(EXERCISE GOAL) Wherever "types" occurs in the entries, copy the line that holds it.
+---+
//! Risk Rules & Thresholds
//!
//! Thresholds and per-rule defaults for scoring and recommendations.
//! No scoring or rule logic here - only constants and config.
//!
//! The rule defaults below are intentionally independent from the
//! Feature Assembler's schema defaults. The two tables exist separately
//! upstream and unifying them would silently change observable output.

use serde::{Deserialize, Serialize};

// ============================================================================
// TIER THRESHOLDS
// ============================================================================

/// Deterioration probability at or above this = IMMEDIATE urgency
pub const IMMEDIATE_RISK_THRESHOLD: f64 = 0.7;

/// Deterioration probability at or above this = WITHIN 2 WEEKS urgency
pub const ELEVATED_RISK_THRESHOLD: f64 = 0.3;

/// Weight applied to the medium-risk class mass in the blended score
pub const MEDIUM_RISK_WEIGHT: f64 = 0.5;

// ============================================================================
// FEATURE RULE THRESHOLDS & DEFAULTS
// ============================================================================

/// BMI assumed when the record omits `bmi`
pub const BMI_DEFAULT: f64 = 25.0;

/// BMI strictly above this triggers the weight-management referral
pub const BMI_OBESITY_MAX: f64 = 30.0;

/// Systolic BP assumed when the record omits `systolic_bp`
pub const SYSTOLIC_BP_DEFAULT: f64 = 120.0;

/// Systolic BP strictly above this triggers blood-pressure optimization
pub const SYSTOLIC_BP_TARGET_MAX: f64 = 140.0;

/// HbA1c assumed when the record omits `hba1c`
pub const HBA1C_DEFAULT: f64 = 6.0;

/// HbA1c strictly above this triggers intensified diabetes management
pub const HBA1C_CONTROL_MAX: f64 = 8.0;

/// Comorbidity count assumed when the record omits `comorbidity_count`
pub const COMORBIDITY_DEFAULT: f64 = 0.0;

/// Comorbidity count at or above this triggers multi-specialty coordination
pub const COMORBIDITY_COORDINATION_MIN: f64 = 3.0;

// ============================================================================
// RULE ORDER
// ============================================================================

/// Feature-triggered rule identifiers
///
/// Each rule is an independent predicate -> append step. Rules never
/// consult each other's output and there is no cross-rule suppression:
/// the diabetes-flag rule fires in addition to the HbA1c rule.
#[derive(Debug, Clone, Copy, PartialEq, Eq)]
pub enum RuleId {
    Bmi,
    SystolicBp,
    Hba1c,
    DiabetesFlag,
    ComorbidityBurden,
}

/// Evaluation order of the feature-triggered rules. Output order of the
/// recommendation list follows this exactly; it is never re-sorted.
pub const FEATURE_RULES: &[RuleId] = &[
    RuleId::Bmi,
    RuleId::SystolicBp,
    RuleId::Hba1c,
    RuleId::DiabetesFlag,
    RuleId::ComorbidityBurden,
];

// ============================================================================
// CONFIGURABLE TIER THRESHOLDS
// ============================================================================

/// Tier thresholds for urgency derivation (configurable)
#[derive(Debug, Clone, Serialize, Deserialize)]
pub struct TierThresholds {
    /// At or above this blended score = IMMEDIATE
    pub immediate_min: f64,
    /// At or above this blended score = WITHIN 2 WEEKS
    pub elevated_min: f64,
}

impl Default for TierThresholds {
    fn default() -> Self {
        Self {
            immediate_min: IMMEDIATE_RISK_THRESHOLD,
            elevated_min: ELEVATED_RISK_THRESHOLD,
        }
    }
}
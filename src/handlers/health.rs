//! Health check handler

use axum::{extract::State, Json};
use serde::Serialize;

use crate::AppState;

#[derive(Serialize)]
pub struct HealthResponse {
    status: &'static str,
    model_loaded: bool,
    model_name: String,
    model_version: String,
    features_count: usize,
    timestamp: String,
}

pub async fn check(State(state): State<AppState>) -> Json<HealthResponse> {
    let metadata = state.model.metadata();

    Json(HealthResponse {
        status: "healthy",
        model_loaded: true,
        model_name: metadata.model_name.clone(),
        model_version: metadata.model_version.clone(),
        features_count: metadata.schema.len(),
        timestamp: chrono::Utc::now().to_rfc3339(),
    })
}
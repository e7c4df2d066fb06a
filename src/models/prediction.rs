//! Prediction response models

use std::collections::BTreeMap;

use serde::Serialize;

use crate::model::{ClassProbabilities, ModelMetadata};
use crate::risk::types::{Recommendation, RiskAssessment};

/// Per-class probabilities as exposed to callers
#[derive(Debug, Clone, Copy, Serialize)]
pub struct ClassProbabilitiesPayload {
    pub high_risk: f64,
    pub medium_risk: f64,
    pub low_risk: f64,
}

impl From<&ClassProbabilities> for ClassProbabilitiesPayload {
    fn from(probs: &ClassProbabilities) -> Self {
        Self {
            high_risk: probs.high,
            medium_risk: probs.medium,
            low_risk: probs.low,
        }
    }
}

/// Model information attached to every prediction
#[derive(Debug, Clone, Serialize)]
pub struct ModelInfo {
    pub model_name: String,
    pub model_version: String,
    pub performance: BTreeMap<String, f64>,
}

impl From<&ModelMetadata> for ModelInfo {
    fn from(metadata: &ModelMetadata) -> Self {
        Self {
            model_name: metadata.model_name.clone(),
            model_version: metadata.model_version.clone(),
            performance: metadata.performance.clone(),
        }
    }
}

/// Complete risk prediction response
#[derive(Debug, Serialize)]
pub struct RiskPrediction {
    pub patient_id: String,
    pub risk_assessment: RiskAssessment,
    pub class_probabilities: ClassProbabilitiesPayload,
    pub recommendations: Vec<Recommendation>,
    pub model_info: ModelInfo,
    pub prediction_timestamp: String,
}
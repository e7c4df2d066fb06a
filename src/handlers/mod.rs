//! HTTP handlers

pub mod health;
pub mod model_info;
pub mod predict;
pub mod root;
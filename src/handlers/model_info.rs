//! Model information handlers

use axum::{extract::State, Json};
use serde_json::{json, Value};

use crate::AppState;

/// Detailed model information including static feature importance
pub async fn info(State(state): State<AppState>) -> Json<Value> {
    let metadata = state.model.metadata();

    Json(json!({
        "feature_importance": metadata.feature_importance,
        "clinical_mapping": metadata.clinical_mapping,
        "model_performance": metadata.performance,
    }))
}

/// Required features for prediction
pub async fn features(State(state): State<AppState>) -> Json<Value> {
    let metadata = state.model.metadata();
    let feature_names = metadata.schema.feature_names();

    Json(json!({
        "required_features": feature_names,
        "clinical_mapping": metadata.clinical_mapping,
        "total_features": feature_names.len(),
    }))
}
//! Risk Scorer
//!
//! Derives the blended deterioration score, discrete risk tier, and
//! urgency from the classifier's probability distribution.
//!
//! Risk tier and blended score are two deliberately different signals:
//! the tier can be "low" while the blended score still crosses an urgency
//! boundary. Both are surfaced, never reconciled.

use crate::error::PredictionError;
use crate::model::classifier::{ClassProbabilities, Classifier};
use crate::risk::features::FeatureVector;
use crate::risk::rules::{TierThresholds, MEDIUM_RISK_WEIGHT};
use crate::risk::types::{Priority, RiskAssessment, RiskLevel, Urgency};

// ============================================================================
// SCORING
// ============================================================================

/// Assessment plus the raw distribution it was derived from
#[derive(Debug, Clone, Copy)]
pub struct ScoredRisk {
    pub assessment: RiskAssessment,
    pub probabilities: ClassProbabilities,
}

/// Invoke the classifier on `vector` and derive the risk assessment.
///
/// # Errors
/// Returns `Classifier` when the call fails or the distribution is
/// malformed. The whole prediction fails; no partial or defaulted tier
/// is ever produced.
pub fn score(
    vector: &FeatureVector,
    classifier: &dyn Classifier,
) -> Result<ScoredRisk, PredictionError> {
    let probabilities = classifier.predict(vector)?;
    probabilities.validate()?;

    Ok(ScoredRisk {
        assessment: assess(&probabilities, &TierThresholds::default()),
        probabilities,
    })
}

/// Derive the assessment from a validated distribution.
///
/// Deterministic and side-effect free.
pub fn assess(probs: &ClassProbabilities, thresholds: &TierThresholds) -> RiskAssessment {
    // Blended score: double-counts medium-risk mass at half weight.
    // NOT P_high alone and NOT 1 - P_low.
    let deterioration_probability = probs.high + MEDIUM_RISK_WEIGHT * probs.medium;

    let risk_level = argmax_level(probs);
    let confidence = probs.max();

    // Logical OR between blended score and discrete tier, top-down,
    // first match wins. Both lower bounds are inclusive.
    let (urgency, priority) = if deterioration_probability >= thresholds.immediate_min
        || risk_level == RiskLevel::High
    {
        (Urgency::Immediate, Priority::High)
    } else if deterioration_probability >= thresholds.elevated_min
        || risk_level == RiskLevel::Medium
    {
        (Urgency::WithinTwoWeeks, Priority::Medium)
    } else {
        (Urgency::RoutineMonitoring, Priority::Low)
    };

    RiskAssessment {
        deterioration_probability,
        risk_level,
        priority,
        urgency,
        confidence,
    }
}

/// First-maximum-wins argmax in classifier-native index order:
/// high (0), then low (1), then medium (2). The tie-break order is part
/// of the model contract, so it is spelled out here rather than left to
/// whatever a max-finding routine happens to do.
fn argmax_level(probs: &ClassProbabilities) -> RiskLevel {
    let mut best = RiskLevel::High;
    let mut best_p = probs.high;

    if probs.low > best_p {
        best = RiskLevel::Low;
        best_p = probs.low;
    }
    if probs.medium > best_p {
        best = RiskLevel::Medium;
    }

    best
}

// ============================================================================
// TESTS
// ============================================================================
+---+
(EXPECTED OUTPUT)
use crate::risk::types::{Recommendation, RiskAssessment};
use crate::risk::types::{Priority, RiskAssessment, RiskLevel, Urgency};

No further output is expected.